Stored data
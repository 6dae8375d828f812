//! Admin console entitlement engine for the sports-grounds booking
//! platform. Owns module definitions, global module switches, per-subject
//! access grants, and the maintenance override; the presentation layer
//! keeps search text and selection and calls in here.
//!
//! # Modules
//!
//! - [`entitlements`] — The engine: toggles, listings, bulk actions, evaluation
//! - [`subjects`] — Subject registry entries and joined listing records
//! - [`filter`] — Search / show-inactive listing filter
//! - [`bulk`] — Closed set of bulk actions
//! - [`maintenance`] — Process-wide maintenance override
//! - [`store`] — Persistence boundary for committed changes
//! - [`overview`] — Dashboard counters

pub mod bulk;
pub mod entitlements;
pub mod filter;
pub mod maintenance;
pub mod overview;
pub mod store;
pub mod subjects;

pub use bulk::BulkAction;
pub use entitlements::{
    DecisionReason, EntitlementDecision, EntitlementEngine, ModuleDefinition, ModuleView,
};
pub use filter::SubjectFilter;
pub use maintenance::MaintenanceStatus;
pub use overview::{EntitlementDashboard, EntitlementOverview};
pub use store::{EntitlementChange, EntitlementStore, InMemoryStore, RecordingStore};
pub use subjects::{Subject, SubjectRecord};

pub use grounds_core::{EntitlementError, EntitlementResult, SubjectType};
//! Bulk actions applied to a selection of subjects under one module.

use std::fmt;
use std::str::FromStr;

use serde::{Deserialize, Serialize};

use grounds_core::EntitlementError;

/// Closed set of bulk actions. Enable/Disable only touch module access,
/// Activate/Deactivate only touch the account-active flag.
#[derive(Debug, Clone, Copy, PartialEq, Eq, Hash, Serialize, Deserialize)]
#[serde(rename_all = "snake_case")]
pub enum BulkAction {
    Enable,
    Disable,
    Activate,
    Deactivate,
}

/// The record field a bulk action writes.
#[derive(Debug, Clone, Copy, PartialEq, Eq)]
pub enum BulkField {
    ModuleEnabled,
    AccountActive,
}

impl BulkAction {
    pub const ALL: &'static [BulkAction] = &[
        Self::Enable,
        Self::Disable,
        Self::Activate,
        Self::Deactivate,
    ];

    pub fn as_str(&self) -> &'static str {
        match self {
            Self::Enable => "enable",
            Self::Disable => "disable",
            Self::Activate => "activate",
            Self::Deactivate => "deactivate",
        }
    }

    pub fn field(&self) -> BulkField {
        match self {
            Self::Enable | Self::Disable => BulkField::ModuleEnabled,
            Self::Activate | Self::Deactivate => BulkField::AccountActive,
        }
    }

    /// Value written to [`BulkAction::field`].
    pub fn target(&self) -> bool {
        matches!(self, Self::Enable | Self::Activate)
    }
}

impl fmt::Display for BulkAction {
    fn fmt(&self, f: &mut fmt::Formatter<'_>) -> fmt::Result {
        f.write_str(self.as_str())
    }
}

impl FromStr for BulkAction {
    type Err = EntitlementError;

    fn from_str(s: &str) -> Result<Self, Self::Err> {
        Self::ALL
            .iter()
            .copied()
            .find(|a| a.as_str().eq_ignore_ascii_case(s.trim()))
            .ok_or_else(|| EntitlementError::InvalidBulkAction(s.to_string()))
    }
}
//! Searchable corpus model: documentation pages and documented parameters.
//!
//! The corpus arrives as JSON with two lists. Entities are identified purely by
//! their position, surfaced as [`Ref`] (`doc_<i>` / `param_<i>`).

use crate::error::InitError;
use crate::search::tokenize::normalize_keywords;
use ahash::AHashSet;
use serde::{Deserialize, Deserializer, Serialize, Serializer};
use std::fmt;
use std::str::FromStr;

/// Raw corpus as emitted by the site generator.
#[derive(Debug, Clone, Default, Serialize, Deserialize)]
pub struct SearchData {
    #[serde(default, deserialize_with = "null_as_default")]
    pub documents: Vec<Document>,
    #[serde(default, deserialize_with = "null_as_default")]
    pub parameters: Vec<Parameter>,
}

impl SearchData {
    /// Parse the corpus from an already-decoded JSON value.
    ///
    /// `null` is treated as an empty corpus.
    pub fn from_value(value: serde_json::Value) -> Result<Self, InitError> {
        if value.is_null() {
            return Ok(Self::default());
        }
        serde_json::from_value(value).map_err(InitError::InvalidCorpus)
    }

    /// Parse the corpus from JSON text.
    pub fn from_json_str(text: &str) -> Result<Self, InitError> {
        serde_json::from_str(text).map_err(InitError::InvalidCorpus)
    }

    /// Look up an entity by reference in O(1).
    pub fn get(&self, reference: Ref) -> Option<EntryRef<'_>> {
        match reference {
            Ref::Document(i) => self.documents.get(i).map(EntryRef::Document),
            Ref::Parameter(i) => self.parameters.get(i).map(EntryRef::Parameter),
        }
    }

    /// All entities in index order: documents first, then parameters.
    pub fn entries(&self) -> impl Iterator<Item = (Ref, EntryRef<'_>)> {
        let documents = self
            .documents
            .iter()
            .enumerate()
            .map(|(i, doc)| (Ref::Document(i), EntryRef::Document(doc)));
        let parameters = self
            .parameters
            .iter()
            .enumerate()
            .map(|(i, param)| (Ref::Parameter(i), EntryRef::Parameter(param)));
        documents.chain(parameters)
    }

    /// Distinct trimmed module names, in order of first appearance.
    pub fn available_modules(&self) -> Vec<String> {
        let mut seen = AHashSet::new();
        let mut modules = Vec::new();
        for (_, entry) in self.entries() {
            let module = entry.module().trim();
            if !module.is_empty() && seen.insert(module) {
                modules.push(module.to_string());
            }
        }
        modules
    }

    pub fn len(&self) -> usize {
        self.documents.len() + self.parameters.len()
    }

    pub fn is_empty(&self) -> bool {
        self.len() == 0
    }
}

/// A documentation page.
#[derive(Debug, Clone, Default, Serialize, Deserialize)]
pub struct Document {
    #[serde(default, deserialize_with = "null_as_default")]
    pub title: String,
    /// Either a string (possibly comma separated) or a list of strings.
    #[serde(default)]
    pub keywords: serde_json::Value,
    #[serde(default, deserialize_with = "null_as_default")]
    pub module: String,
    #[serde(default, deserialize_with = "null_as_default")]
    pub summary: String,
    #[serde(default, deserialize_with = "null_as_default")]
    pub content: String,
    #[serde(default, deserialize_with = "null_as_default")]
    pub url: String,
    #[serde(default)]
    pub moduletype: Option<String>,
    #[serde(default, rename = "_indexBoost")]
    pub index_boost: Option<f64>,
}

/// A documented configuration or API parameter.
#[derive(Debug, Clone, Default, Serialize, Deserialize)]
pub struct Parameter {
    #[serde(default, deserialize_with = "null_as_default")]
    pub name: String,
    #[serde(default)]
    pub keywords: serde_json::Value,
    #[serde(default, deserialize_with = "null_as_default")]
    pub module: String,
    #[serde(default, rename = "resName", deserialize_with = "null_as_default")]
    pub res_name: String,
    #[serde(default, deserialize_with = "null_as_default")]
    pub content: String,
    #[serde(default, deserialize_with = "null_as_default")]
    pub url: String,
    #[serde(default)]
    pub moduletype: Option<String>,
    /// The site generator emits the string `"true"`; a JSON boolean is accepted too.
    #[serde(default, rename = "isResource")]
    pub is_resource: serde_json::Value,
    #[serde(default, rename = "_indexBoost")]
    pub index_boost: Option<f64>,
}

pub(crate) fn null_as_default<'de, D, T>(deserializer: D) -> Result<T, D::Error>
where
    D: Deserializer<'de>,
    T: Default + Deserialize<'de>,
{
    Ok(Option::<T>::deserialize(deserializer)?.unwrap_or_default())
}

/// Whether an entity is a page or a parameter.
#[derive(Debug, Clone, Copy, PartialEq, Eq, Hash)]
pub enum EntryKind {
    Document,
    Parameter,
}

/// Borrowed view over either kind of entity.
#[derive(Debug, Clone, Copy)]
pub enum EntryRef<'a> {
    Document(&'a Document),
    Parameter(&'a Parameter),
}

impl<'a> EntryRef<'a> {
    pub fn kind(&self) -> EntryKind {
        match self {
            Self::Document(_) => EntryKind::Document,
            Self::Parameter(_) => EntryKind::Parameter,
        }
    }

    /// Page title, or parameter name.
    pub fn title(&self) -> &'a str {
        match self {
            Self::Document(doc) => &doc.title,
            Self::Parameter(param) => &param.name,
        }
    }

    pub fn keywords(&self) -> &'a serde_json::Value {
        match self {
            Self::Document(doc) => &doc.keywords,
            Self::Parameter(param) => &param.keywords,
        }
    }

    pub fn module(&self) -> &'a str {
        match self {
            Self::Document(doc) => &doc.module,
            Self::Parameter(param) => &param.module,
        }
    }

    /// Page summary. Parameters have none.
    pub fn summary(&self) -> &'a str {
        match self {
            Self::Document(doc) => &doc.summary,
            Self::Parameter(_) => "",
        }
    }

    /// Owning resource name. Pages have none.
    pub fn res_name(&self) -> &'a str {
        match self {
            Self::Document(_) => "",
            Self::Parameter(param) => &param.res_name,
        }
    }

    pub fn content(&self) -> &'a str {
        match self {
            Self::Document(doc) => &doc.content,
            Self::Parameter(param) => &param.content,
        }
    }

    pub fn url(&self) -> &'a str {
        match self {
            Self::Document(doc) => &doc.url,
            Self::Parameter(param) => &param.url,
        }
    }

    pub fn moduletype(&self) -> Option<&'a str> {
        match self {
            Self::Document(doc) => doc.moduletype.as_deref(),
            Self::Parameter(param) => param.moduletype.as_deref(),
        }
    }

    pub fn index_boost(&self) -> Option<f64> {
        match self {
            Self::Document(doc) => doc.index_boost,
            Self::Parameter(param) => param.index_boost,
        }
    }

    pub fn is_resource(&self) -> bool {
        match self {
            Self::Document(_) => false,
            Self::Parameter(param) => match &param.is_resource {
                serde_json::Value::Bool(flag) => *flag,
                serde_json::Value::String(flag) => flag == "true",
                _ => false,
            },
        }
    }

    /// Flatten into the common shape the index consumes.
    pub fn to_indexed(&self, reference: Ref) -> IndexedEntry {
        IndexedEntry {
            reference,
            title: self.title().to_string(),
            keywords: normalize_keywords(self.keywords()),
            module: self.module().to_string(),
            summary: self.summary().to_string(),
            content: self.content().to_string(),
            moduletype: self.moduletype().map(str::to_string),
        }
    }
}

/// Normalized entity shape shared by documents and parameters.
#[derive(Debug, Clone, PartialEq)]
pub struct IndexedEntry {
    pub reference: Ref,
    pub title: String,
    /// Keywords space-joined into one text field.
    pub keywords: String,
    pub module: String,
    /// Empty for parameters.
    pub summary: String,
    pub content: String,
    pub moduletype: Option<String>,
}

/// Stable identifier joining an index hit back to its corpus entity.
#[derive(Debug, Clone, Copy, PartialEq, Eq, Hash, PartialOrd, Ord)]
pub enum Ref {
    Document(usize),
    Parameter(usize),
}

impl Ref {
    pub fn kind(&self) -> EntryKind {
        match self {
            Self::Document(_) => EntryKind::Document,
            Self::Parameter(_) => EntryKind::Parameter,
        }
    }

    pub fn position(&self) -> usize {
        match self {
            Self::Document(i) | Self::Parameter(i) => *i,
        }
    }
}

impl fmt::Display for Ref {
    fn fmt(&self, f: &mut fmt::Formatter<'_>) -> fmt::Result {
        match self {
            Self::Document(i) => write!(f, "doc_{}", i),
            Self::Parameter(i) => write!(f, "param_{}", i),
        }
    }
}

/// Error returned when a string is not a `doc_<i>` / `param_<i>` reference.
#[derive(Debug, Clone, PartialEq, Eq, thiserror::Error)]
#[error("invalid entry reference '{0}'")]
pub struct ParseRefError(pub String);

impl FromStr for Ref {
    type Err = ParseRefError;

    fn from_str(s: &str) -> Result<Self, Self::Err> {
        let invalid = || ParseRefError(s.to_string());
        let position = |digits: &str| {
            if digits.is_empty() || !digits.bytes().all(|b| b.is_ascii_digit()) {
                return Err(invalid());
            }
            digits.parse::<usize>().map_err(|_| invalid())
        };
        if let Some(index) = s.strip_prefix("doc_") {
            position(index).map(Ref::Document)
        } else if let Some(index) = s.strip_prefix("param_") {
            position(index).map(Ref::Parameter)
        } else {
            Err(invalid())
        }
    }
}

impl Serialize for Ref {
    fn serialize<S: Serializer>(&self, serializer: S) -> Result<S::Ok, S::Error> {
        serializer.collect_str(self)
    }
}

impl<'de> Deserialize<'de> for Ref {
    fn deserialize<D: Deserializer<'de>>(deserializer: D) -> Result<Self, D::Error> {
        let s = String::deserialize(deserializer)?;
        s.parse().map_err(serde::de::Error::custom)
    }
}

TASK DESCRIPTION
Report how many lines of the data above include "text", giving the number and no other words.

YOUR SOLUTION
5